Intracellular recordings were made in intact and acutely dissociated vagal afferent neurones (nodose ganglion cells) of the ferret to investigate the membrane effects of histamine. In current‐clamp or voltage‐clamp recordings, histamine (10 μm) depolarized the membrane potential (10 ± 0.8 mV; mean ±s.e.m.; n= 27) or produced an inward current of 1.6 ± 0.35 nA (n= 27) in ∼80% of the neurones. Histamine (10 μm) also blocked the post‐spike slow after‐hyperpolarization (AHP_slow) present in 80% of these neurones (95 ± 3.2%; n= 5). All neurones possessing AHP_slow in ferret nodose were C fibre neurones; all AHP_slow neurones had conduction velocities ≤ 1 m s⁻¹(n= 7). Both the histamine‐induced inward current and the block of AHP_slow were concentration dependent and each had an estimated EC₅₀ value of 2 μm. These histamine‐induced effects were mimicked by the histamine H₁ receptor agonist 2‐(2‐aminoethyl)thiazole dihydrochloride (10 μm) and blocked by the H₁ antagonists pyrilamine (100 nm) or diphenhydramine (100 nm). Schild plot analysis of the effect of pyrilamine on the histamine‐induced inward current revealed a pA₂ value of 9.7, consistent with that expected for an H₁ receptor. Neither impromidine (10 μm) nor R(−)‐α‐methylhistamine (10 μm), selective H₂ or H₃ agonists, respectively, significantly affected the membrane potential, input resistance or AHP_slow. The reversal potential (V_rev) for the histamine‐induced inward current was −84 ± 2.1 mV (n= 4).
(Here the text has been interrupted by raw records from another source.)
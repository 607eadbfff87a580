use crate::word::Byte;
use beep::beep;
use std::error::Error;

/// The tone that plays while the sound timer is running.
pub trait Sound {
    fn beep(&mut self) -> Result<(), Box<dyn Error>>;
    fn stop(&mut self) -> Result<(), Box<dyn Error>>;
    fn is_beeping(&self) -> bool;

    /// follow the sound timer: audible while ST > 0, silent at 0
    fn update(&mut self, sound_timer: Byte) -> Result<(), Box<dyn Error>> {
        let audible = sound_timer > Byte::ZERO;
        match (audible, self.is_beeping()) {
            (true, false) => self.beep(),
            (false, true) => self.stop(),
            _ => Ok(()),
        }
    }
}

const SIMPLEBEEP_PITCH: u16 = 2093; // C

/// PC speaker tone via the beep crate
pub struct SimpleBeep {
    is_beeping: bool,
}

impl SimpleBeep {
    pub fn new() -> Self {
        SimpleBeep { is_beeping: false }
    }
}

impl Default for SimpleBeep {
    fn default() -> Self {
        Self::new()
    }
}

impl Sound for SimpleBeep {
    fn beep(&mut self) -> Result<(), Box<dyn Error>> {
        // mark it first so a broken speaker isn't retried every cycle
        self.is_beeping = true;
        beep(SIMPLEBEEP_PITCH)?;
        Ok(())
    }

    fn stop(&mut self) -> Result<(), Box<dyn Error>> {
        self.is_beeping = false;
        beep(0)?;
        Ok(())
    }

    fn is_beeping(&self) -> bool {
        self.is_beeping
    }
}

/// silence; still tracks whether it *would* be beeping
#[derive(Default)]
pub struct Mute {
    is_beeping: bool,
}

impl Mute {
    pub fn new() -> Self {
        Mute::default()
    }
}

impl Sound for Mute {
    fn beep(&mut self) -> Result<(), Box<dyn Error>> {
        self.is_beeping = true;
        Ok(())
    }

    fn stop(&mut self) -> Result<(), Box<dyn Error>> {
        self.is_beeping = false;
        Ok(())
    }

    fn is_beeping(&self) -> bool {
        self.is_beeping
    }
}

#[cfg(test)]
mod tests {
    use super::*;

    #[test]
    fn test_update_follows_timer() -> Result<(), Box<dyn Error>> {
        let mut s = Mute::new();
        s.update(Byte::from(0))?;
        assert!(!s.is_beeping());
        s.update(Byte::from(3))?;
        assert!(s.is_beeping());
        s.update(Byte::from(2))?;
        assert!(s.is_beeping());
        s.update(Byte::from(0))?;
        assert!(!s.is_beeping());
        Ok(())
    }
}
The V_rev for the histamine response shifted in a Nernstian manner with changes in the extracellular potassium concentration. Alterations in the extracellular chloride concentration had no significant effect on the V_rev of the histamine response (n= 3). The V_rev for the AHP_slow was –85 ± 1.7 mV (n= 4). These results indicate that histamine increases the excitability of ferret vagal afferent somata by interfering with two classes of potassium current: the resting or ‘leak’ potassium current (I_K(rest)) and the potassium current underlying a post‐spike slow after‐hyper‐polarization (I_AHP). Both these effects can occur in the same neurone and involve activation of the same histamine receptor subtype, the histamine H₁ receptor.